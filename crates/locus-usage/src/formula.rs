use locus_core::config::UsageConfig;
use locus_core::models::UsageRecord;

use crate::factors::{self, RelevanceContext};

/// Two-factor additive relevance formula.
///
/// ```text
/// relevance = recencyWeight × recency
///           + frequencyWeight × frequency
/// ```
///
/// The weights need not sum to 1, so the result is not clamped.
pub fn compute(record: &UsageRecord, ctx: &RelevanceContext<'_>, config: &UsageConfig) -> f64 {
    let recency = factors::recency::calculate(record, ctx.now, config.days_factor);
    let frequency = factors::frequency::calculate(record, ctx);
    config.recency_weight * recency + config.frequency_weight * frequency
}

/// Each factor of a relevance score, for diagnostics.
#[derive(Debug, Clone, PartialEq)]
pub struct RelevanceBreakdown {
    pub term: String,
    pub age_days: f64,
    pub recency: f64,
    pub frequency: f64,
    pub relevance: f64,
}

/// Compute relevance with a full breakdown of each factor.
pub fn compute_breakdown(
    record: &UsageRecord,
    ctx: &RelevanceContext<'_>,
    config: &UsageConfig,
) -> RelevanceBreakdown {
    let recency = factors::recency::calculate(record, ctx.now, config.days_factor);
    let frequency = factors::frequency::calculate(record, ctx);
    let age_days = (ctx.now - record.last_used).num_milliseconds().max(0) as f64
        / locus_core::constants::MS_PER_DAY;

    RelevanceBreakdown {
        term: record.term.clone(),
        age_days,
        recency,
        frequency,
        relevance: config.recency_weight * recency + config.frequency_weight * frequency,
    }
}
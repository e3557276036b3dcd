use std::sync::Arc;

use locus_core::config::LocusConfig;
use locus_preference::PreferenceModel;
use locus_storage::MemoryStore;
use proptest::prelude::*;
use test_fixtures::ManualClock;

const TAGS: &[&str] = &["restaurant", "cafe", "lodging", "church", "museum", "bar"];

proptest! {
    #[test]
    fn weights_stay_within_bounds(
        selections in proptest::collection::vec(
            proptest::collection::vec(0usize..TAGS.len(), 0..3),
            1..200,
        ),
    ) {
        let rt = tokio::runtime::Builder::new_current_thread().build().unwrap();
        rt.block_on(async {
            let model = PreferenceModel::new(
                &LocusConfig::default(),
                Arc::new(MemoryStore::new()),
                Arc::new(ManualClock::at_epoch()),
            );
            for picks in selections {
                model.record_selection(picks.iter().map(|i| TAGS[*i])).await;
                for row in model.snapshot() {
                    prop_assert!(row.weight >= 0.5 && row.weight <= 2.0, "{} = {}", row.tag, row.weight);
                }
            }
            Ok(())
        })?;
    }

    #[test]
    fn rerank_is_a_permutation(
        picks in proptest::collection::vec(0usize..TAGS.len(), 0..20),
        candidate_tags in proptest::collection::vec(
            proptest::collection::vec(0usize..TAGS.len(), 0..3),
            0..10,
        ),
    ) {
        let rt = tokio::runtime::Builder::new_current_thread().build().unwrap();
        rt.block_on(async {
            let model = PreferenceModel::new(
                &LocusConfig::default(),
                Arc::new(MemoryStore::new()),
                Arc::new(ManualClock::at_epoch()),
            );
            for p in &picks {
                model.record_selection([TAGS[*p]]).await;
            }
            let candidates: Vec<_> = candidate_tags
                .iter()
                .enumerate()
                .map(|(i, tags)| {
                    let tags: Vec<&str> = tags.iter().map(|t| TAGS[*t]).collect();
                    test_fixtures::remote_candidate(&format!("p{i}"), &format!("Place {i}"), &tags)
                })
                .collect();

            let ranked = model.rerank(candidates.clone());
            let mut before: Vec<String> = candidates.into_iter().map(|c| c.place_id).collect();
            let mut after: Vec<String> = ranked.into_iter().map(|c| c.place_id).collect();
            before.sort();
            after.sort();
            prop_assert_eq!(before, after);
            Ok(())
        })?;
    }
}
//! # locus-preference
//!
//! Category preference model. Each place category carries a weight in
//! `[min_weight, max_weight]`; selecting a place nudges its categories up and
//! lets every other category drift slowly toward the floor. Remote
//! predictions are re-ranked by the product of their category weights.
//! Re-ranking only reorders, it never filters.

pub mod model;
pub mod rerank;
pub mod update;

pub use model::PreferenceModel;
pub use rerank::rerank_by_weight;
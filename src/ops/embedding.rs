//! Shared helpers for per-bin embedding and assignment tensors.

use burn::tensor::{Tensor, backend::Backend};

use crate::errors::{Result, SeparationError};

/// Epsilon for L2 normalization and count denominators.
pub const NORM_EPSILON: f64 = 1e-12;

/// `x / sqrt(max(sum(x²), 1e-12))` along `dim`.
pub fn l2_normalize<B: Backend, const D: usize>(tensor: Tensor<B, D>, dim: usize) -> Tensor<B, D> {
    let dims = tensor.dims();
    let inverse = tensor
        .clone()
        .powf_scalar(2.0)
        .sum_dim(dim)
        .clamp_min(NORM_EPSILON)
        .sqrt()
        .recip();
    tensor * inverse.expand(dims)
}

/// Number of values per feature bin in a `[batch, time, feat * k]` tensor.
pub fn values_per_bin(total: usize, feat_dim: usize, what: &str) -> Result<usize> {
    if feat_dim == 0 || total % feat_dim != 0 || total == 0 {
        return Err(SeparationError::shape(
            format!("{what} last dimension"),
            format!("a non-zero multiple of feature_dim {feat_dim}"),
            total,
        ));
    }
    Ok(total / feat_dim)
}

/// Checks that a tensor shares the `[batch, time]` prefix of the bin mask.
pub fn check_prefix(what: &str, dims: &[usize], batch_size: usize, max_time: usize) -> Result<()> {
    if dims.len() < 2 || dims[0] != batch_size || dims[1] != max_time {
        return Err(SeparationError::shape(
            what.to_string(),
            format!("[{batch_size}, {max_time}, ..]"),
            format!("{dims:?}"),
        ));
    }
    Ok(())
}

/// Speaker attractors `[batch, 1, emb * nrS]` as `[batch, nrS, emb]`
/// (speaker-major).
pub fn attractors<B: Backend>(
    spk_embeddings: Tensor<B, 3>,
    batch_size: usize,
    emb_dim: usize,
    num_sources: usize,
) -> Result<Tensor<B, 3>> {
    let dims = spk_embeddings.dims();
    if dims != [batch_size, 1, emb_dim * num_sources] {
        return Err(SeparationError::shape(
            "speaker embeddings",
            format!("{:?}", [batch_size, 1, emb_dim * num_sources]),
            format!("{dims:?}"),
        ));
    }
    Ok(spk_embeddings.reshape([batch_size, num_sources, emb_dim]))
}

/// Cosine similarity between every bin embedding and every attractor.
///
/// `bin_embeddings` is `[batch, bins, emb]`, `attractors` `[batch, nrS, emb]`;
/// returns `[batch, bins, nrS]`.
pub fn attractor_similarity<B: Backend>(
    bin_embeddings: Tensor<B, 3>,
    attractors: Tensor<B, 3>,
) -> Tensor<B, 3> {
    let bins = l2_normalize(bin_embeddings, 2);
    let attractors = l2_normalize(attractors, 2);
    bins.matmul(attractors.swap_dims(1, 2))
}

/// Euclidean distance between every normalized bin embedding and every
/// normalized attractor, `[batch, bins, nrS]`.
pub fn attractor_distance<B: Backend>(
    bin_embeddings: Tensor<B, 3>,
    attractors: Tensor<B, 3>,
) -> Tensor<B, 3> {
    let [batch_size, bins, emb_dim] = bin_embeddings.dims();
    let num_sources = attractors.dims()[1];
    let shape = [batch_size, bins, num_sources, emb_dim];

    let bins_norm = l2_normalize(bin_embeddings, 2)
        .reshape([batch_size, bins, 1, emb_dim])
        .expand(shape);
    let attractors_norm = l2_normalize(attractors, 2)
        .reshape([batch_size, 1, num_sources, emb_dim])
        .expand(shape);

    (bins_norm - attractors_norm)
        .powf_scalar(2.0)
        .sum_dim(3)
        .clamp_min(NORM_EPSILON)
        .sqrt()
        .reshape([batch_size, bins, num_sources])
}

#[cfg(test)]
mod tests {
    use super::*;
    use burn::backend::NdArray;

    type TestBackend = NdArray;

    #[test]
    fn test_l2_normalize_rows() {
        let device = <TestBackend as Backend>::Device::default();
        let input = Tensor::<TestBackend, 2>::from_floats([[3.0, 4.0], [0.0, 0.0]], &device);
        let values: Vec<f32> = l2_normalize(input, 1).to_data().to_vec().unwrap();
        assert!((values[0] - 0.6).abs() < 1e-6);
        assert!((values[1] - 0.8).abs() < 1e-6);
        // zero rows stay zero
        assert_eq!(values[2], 0.0);
        assert_eq!(values[3], 0.0);
    }

    #[test]
    fn test_values_per_bin() {
        assert_eq!(values_per_bin(12, 3, "logits").unwrap(), 4);
        assert!(values_per_bin(10, 3, "logits").is_err());
        assert!(values_per_bin(0, 3, "logits").is_err());
    }

    #[test]
    fn test_attractor_similarity_is_cosine() {
        let device = <TestBackend as Backend>::Device::default();
        let bins = Tensor::<TestBackend, 3>::from_floats([[[2.0, 0.0], [1.0, 1.0]]], &device);
        let attractors = Tensor::<TestBackend, 3>::from_floats([[[1.0, 0.0], [0.0, 3.0]]], &device);
        let values: Vec<f32> = attractor_similarity(bins, attractors)
            .to_data()
            .to_vec()
            .unwrap();
        let half_sqrt2 = 0.5f32.sqrt();
        assert!((values[0] - 1.0).abs() < 1e-6);
        assert!(values[1].abs() < 1e-6);
        assert!((values[2] - half_sqrt2).abs() < 1e-6);
        assert!((values[3] - half_sqrt2).abs() < 1e-6);
    }
}
//! The `(numerator, normalizer)` pair returned by every loss.

use burn::tensor::{ElementConversion, Tensor, backend::Backend};

use crate::errors::{Result, SeparationError};

/// Loss numerator and normalizer, both single-element tensors.
///
/// Losses are kept unnormalized so results from several minibatches (or
/// shards) can be summed with [`LossOutput::accumulate`] before the single
/// final division.
#[derive(Debug, Clone)]
pub struct LossOutput<B: Backend> {
    /// Summed loss over all valid elements.
    pub loss: Tensor<B, 1>,
    /// Number (or fractional weight) of loss-bearing elements.
    pub norm: Tensor<B, 1>,
}

impl<B: Backend> LossOutput<B> {
    pub fn new(loss: Tensor<B, 1>, norm: Tensor<B, 1>) -> Self {
        Self { loss, norm }
    }

    /// Builds a result whose normalizer is a host-side count.
    pub(crate) fn with_count(loss: Tensor<B, 1>, count: f32) -> Self {
        let norm = Tensor::from_floats([count], &loss.device());
        Self { loss, norm }
    }

    /// Sums two results componentwise.
    pub fn accumulate(self, other: Self) -> Self {
        Self {
            loss: self.loss + other.loss,
            norm: self.norm + other.norm,
        }
    }

    /// Reads both components back to the host.
    pub fn to_scalars(&self) -> (f32, f32) {
        let loss: f32 = self.loss.clone().into_scalar().elem();
        let norm: f32 = self.norm.clone().into_scalar().elem();
        (loss, norm)
    }

    /// Mean loss on the host. Fails when nothing in the batch was valid.
    pub fn mean(&self) -> Result<f32> {
        let (loss, norm) = self.to_scalars();
        if norm <= 0.0 {
            return Err(SeparationError::degenerate(
                "loss normalizer is zero, no valid elements in the batch",
            ));
        }
        Ok(loss / norm)
    }

    /// Differentiable `loss / norm`. The caller guarantees a non-zero
    /// normalizer.
    pub fn normalized(self) -> Tensor<B, 1> {
        self.loss / self.norm
    }
}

-.-.-

_WHAT TO DO:_ For each line above that includes the word "count", make a copy of that line.

_YOUR RESPONSE:_
/// Epsilon for L2 normalization and count denominators.
    /// Builds a result whose normalizer is a host-side count.
    pub(crate) fn with_count(loss: Tensor<B, 1>, count: f32) -> Self {
        let norm = Tensor::from_floats([count], &loss.device());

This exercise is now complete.